◆ TASK TO CARRY OUT
Go through the listing and retype each line exactly.

————————

//! Generation request queue.
//!
//! Routes submit a [`GenerationJob`] to a bounded MPSC channel. A single
//! worker task runs them one at a time via `spawn_blocking`, so route handlers
//! never block on the engine lock. Events travel back through a bounded
//! per-request channel: a slow client back-pressures generation and a dropped
//! receiver stops it.

use std::sync::Arc;

use log::{debug, error, info};
use tokio::sync::mpsc;

use llama_stream_engine::{run_session, SessionRegistry};
use llama_stream_types::{GenerateRequest, StreamEvent};

/// Everything needed to run one generation call.
pub struct GenerationJob {
    pub request: GenerateRequest,
    /// Where events go. Closing the receiving side cancels this job.
    pub events: mpsc::Sender<StreamEvent>,
}

/// Cloneable handle that route handlers use to submit generation work.
#[derive(Clone)]
pub struct GenerationQueue {
    tx: mpsc::Sender<GenerationJob>,
}

impl GenerationQueue {
    /// Create the queue and spawn the background worker.
    pub fn spawn(registry: Arc<SessionRegistry>, capacity: usize) -> Self {
        let (tx, rx) = mpsc::channel::<GenerationJob>(capacity);
        tokio::spawn(generation_worker(rx, registry));
        Self { tx }
    }

    /// Submit a job. Waits if the queue is full.
    pub async fn submit(&self, job: GenerationJob) -> Result<(), String> {
        self.tx
            .send(job)
            .await
            .map_err(|_| "Generation queue closed".to_string())
    }
}

/// Long-lived task that pulls jobs off the channel one at a time.
async fn generation_worker(mut rx: mpsc::Receiver<GenerationJob>, registry: Arc<SessionRegistry>) {
    while let Some(job) = rx.recv().await {
        // Client went away while waiting in line.
        if job.events.is_closed() {
            debug!("[QUEUE] Skipping request whose client already disconnected");
            continue;
        }

        let registry = registry.clone();
        let join_result = tokio::task::spawn_blocking(move || {
            let GenerationJob { request, events } = job;
            run_session(&registry, &request, |event| events.blocking_send(event).is_ok());
        })
        .await;

        if let Err(e) = join_result {
            error!("[QUEUE] Generation task panicked: {e}");
        }
    }
    info!("[QUEUE] Generation worker stopped");
}
// HTTP response helpers shared by the route handlers

use hyper::http::response::Builder;
use hyper::{Body, Response, StatusCode};
use serde::Serialize;
use serde_json::json;

/// Standard CORS headers
const CORS_ORIGIN: &str = "*";
const CORS_METHODS: &str = "GET, POST, OPTIONS";
const CORS_HEADERS: &str = "content-type, authorization";

pub const NDJSON_CONTENT_TYPE: &str = "text/event-stream";

fn with_cors(builder: Builder) -> Builder {
    builder
        .header("access-control-allow-origin", CORS_ORIGIN)
        .header("access-control-allow-methods", CORS_METHODS)
        .header("access-control-allow-headers", CORS_HEADERS)
}

fn finish(builder: Builder, body: Body) -> Response<Body> {
    builder.body(body).unwrap_or_else(|e| {
        log::error!("[HTTP] Failed to build response: {e}");
        let mut response = Response::new(Body::empty());
        *response.status_mut() = StatusCode::INTERNAL_SERVER_ERROR;
        response
    })
}

/// Build a JSON response with CORS headers
pub fn json_response<T: Serialize>(status: StatusCode, body: &T) -> Response<Body> {
    let json = serde_json::to_string(body).unwrap_or_else(|_| r#"{"error":"Serialization failed"}"#.to_string());
    let builder = with_cors(Response::builder().status(status).header("content-type", "application/json"));
    finish(builder, Body::from(json))
}

/// Build a JSON error response
pub fn json_error(status: StatusCode, message: &str) -> Response<Body> {
    json_response(status, &json!({ "error": message }))
}

/// 401 asking the client for Basic credentials
pub fn unauthorized(message: &str) -> Response<Body> {
    let mut response = json_error(StatusCode::UNAUTHORIZED, message);
    response
        .headers_mut()
        .insert("www-authenticate", hyper::header::HeaderValue::from_static("Basic"));
    response
}

/// Build an empty response with CORS headers
pub fn empty_response(status: StatusCode) -> Response<Body> {
    finish(with_cors(Response::builder().status(status)), Body::empty())
}

/// CORS preflight response
pub fn cors_preflight() -> Response<Body> {
    empty_response(StatusCode::OK)
}

/// Streaming response carrying one JSON object per line.
pub fn ndjson_stream(body: Body) -> Response<Body> {
    let builder = with_cors(
        Response::builder()
            .status(StatusCode::OK)
            .header("content-type", NDJSON_CONTENT_TYPE)
            .header("cache-control", "no-cache")
            .header("x-accel-buffering", "no"),
    );
    finish(builder, body)
}

#[cfg(test)]
mod tests {
    use super::*;

    #[test]
    fn test_json_error() {
        let response = json_error(StatusCode::BAD_REQUEST, "Test error");
        assert_eq!(response.status(), StatusCode::BAD_REQUEST);
        assert_eq!(response.headers()["access-control-allow-origin"], "*");
    }

    #[tokio::test]
    async fn test_json_error_escapes_quotes() {
        let response = json_error(StatusCode::BAD_REQUEST, r#"Error "quoted""#);
        let bytes = hyper::body::to_bytes(response.into_body()).await.unwrap();
        let value: serde_json::Value = serde_json::from_slice(&bytes).unwrap();
        assert_eq!(value["error"], r#"Error "quoted""#);
    }

    #[test]
    fn test_unauthorized_asks_for_basic() {
        let response = unauthorized("nope");
        assert_eq!(response.status(), StatusCode::UNAUTHORIZED);
        assert_eq!(response.headers()["www-authenticate"], "Basic");
    }

    #[test]
    fn test_stream_headers() {
        let response = ndjson_stream(Body::empty());
        assert_eq!(response.headers()["content-type"], NDJSON_CONTENT_TYPE);
        assert_eq!(response.headers()["cache-control"], "no-cache");
    }
}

————————

◆ ANSWER SECTION
//! Generation request queue.
//!
//! Routes submit a [`GenerationJob`] to a bounded MPSC channel. A single
//! worker task runs them one at a time via `spawn_blocking`, so route handlers
//! never block on the engine lock. Events travel back through a bounded
//! per-request channel: a slow client back-pressures generation and a dropped
//! receiver stops it.

use std::sync::Arc;

use log::{debug, error, info};
use tokio::sync::mpsc;

use llama_stream_engine::{run_session, SessionRegistry};
use llama_stream_types::{GenerateRequest, StreamEvent};

/// Everything needed to run one generation call.
pub struct GenerationJob {
    pub request: GenerateRequest,
    /// Where events go. Closing the receiving side cancels this job.
    pub events: mpsc::Sender<StreamEvent>,
}

/// Cloneable handle that route handlers use to submit generation work.
#[derive(Clone)]
pub struct GenerationQueue {
    tx: mpsc::Sender<GenerationJob>,
}

impl GenerationQueue {
    /// Create the queue and spawn the background worker.
    pub fn spawn(registry: Arc<SessionRegistry>, capacity: usize) -> Self {
        let (tx, rx) = mpsc::channel::<GenerationJob>(capacity);
        tokio::spawn(generation_worker(rx, registry));
        Self { tx }
    }

    /// Submit a job. Waits if the queue is full.
    pub async fn submit(&self, job: GenerationJob) -> Result<(), String> {
        self.tx
            .send(job)
            .await
            .map_err(|_| "Generation queue closed".to_string())
    }
}

/// Long-lived task that pulls jobs off the channel one at a time.
async fn generation_worker(mut rx: mpsc::Receiver<GenerationJob>, registry: Arc<SessionRegistry>) {
    while let Some(job) = rx.recv().await {
        // Client went away while waiting in line.
        if job.events.is_closed() {
            debug!("[QUEUE] Skipping request whose client already disconnected");
            continue;
        }

        let registry = registry.clone();
        let join_result = tokio::task::spawn_blocking(move || {
            let GenerationJob { request, events } = job;
            run_session(&registry, &request, |event| events.blocking_send(event).is_ok());
        })
        .await;

        if let Err(e) = join_result {
            error!("[QUEUE] Generation task panicked: {e}");
        }
    }
    info!("[QUEUE] Generation worker stopped");
}
// HTTP response helpers shared by the route handlers

use hyper::http::response::Builder;
use hyper::{Body, Response, StatusCode};
use serde::Serialize;
use serde_json::json;

/// Standard CORS headers
const CORS_ORIGIN: &str = "*";
const CORS_METHODS: &str = "GET, POST, OPTIONS";
const CORS_HEADERS: &str = "content-type, authorization";

pub const NDJSON_CONTENT_TYPE: &str = "text/event-stream";

fn with_cors(builder: Builder) -> Builder {
    builder
        .header("access-control-allow-origin", CORS_ORIGIN)
        .header("access-control-allow-methods", CORS_METHODS)
        .header("access-control-allow-headers", CORS_HEADERS)
}

fn finish(builder: Builder, body: Body) -> Response<Body> {
    builder.body(body).unwrap_or_else(|e| {
        log::error!("[HTTP] Failed to build response: {e}");
        let mut response = Response::new(Body::empty());
        *response.status_mut() = StatusCode::INTERNAL_SERVER_ERROR;
        response
    })
}

/// Build a JSON response with CORS headers
pub fn json_response<T: Serialize>(status: StatusCode, body: &T) -> Response<Body> {
    let json = serde_json::to_string(body).unwrap_or_else(|_| r#"{"error":"Serialization failed"}"#.to_string());
    let builder = with_cors(Response::builder().status(status).header("content-type", "application/json"));
    finish(builder, Body::from(json))
}

/// Build a JSON error response
pub fn json_error(status: StatusCode, message: &str) -> Response<Body> {
    json_response(status, &json!({ "error": message }))
}

/// 401 asking the client for Basic credentials
pub fn unauthorized(message: &str) -> Response<Body> {
    let mut response = json_error(StatusCode::UNAUTHORIZED, message);
    response
        .headers_mut()
        .insert("www-authenticate", hyper::header::HeaderValue::from_static("Basic"));
    response
}

/// Build an empty response with CORS headers
pub fn empty_response(status: StatusCode) -> Response<Body> {
    finish(with_cors(Response::builder().status(status)), Body::empty())
}

/// CORS preflight response
pub fn cors_preflight() -> Response<Body> {
    empty_response(StatusCode::OK)
}

/// Streaming response carrying one JSON object per line.
pub fn ndjson_stream(body: Body) -> Response<Body> {
    let builder = with_cors(
        Response::builder()
            .status(StatusCode::OK)
            .header("content-type", NDJSON_CONTENT_TYPE)
            .header("cache-control", "no-cache")
            .header("x-accel-buffering", "no"),
    );
    finish(builder, body)
}

#[cfg(test)]
mod tests {
    use super::*;

    #[test]
    fn test_json_error() {
        let response = json_error(StatusCode::BAD_REQUEST, "Test error");
        assert_eq!(response.status(), StatusCode::BAD_REQUEST);
        assert_eq!(response.headers()["access-control-allow-origin"], "*");
    }

    #[tokio::test]
    async fn test_json_error_escapes_quotes() {
        let response = json_error(StatusCode::BAD_REQUEST, r#"Error "quoted""#);
        let bytes = hyper::body::to_bytes(response.into_body()).await.unwrap();
        let value: serde_json::Value = serde_json::from_slice(&bytes).unwrap();
        assert_eq!(value["error"], r#"Error "quoted""#);
    }

    #[test]
    fn test_unauthorized_asks_for_basic() {
        let response = unauthorized("nope");
        assert_eq!(response.status(), StatusCode::UNAUTHORIZED);
        assert_eq!(response.headers()["www-authenticate"], "Basic");
    }

    #[test]
    fn test_stream_headers() {
        let response = ndjson_stream(Body::empty());
        assert_eq!(response.headers()["content-type"], NDJSON_CONTENT_TYPE);
        assert_eq!(response.headers()["cache-control"], "no-cache");
    }
}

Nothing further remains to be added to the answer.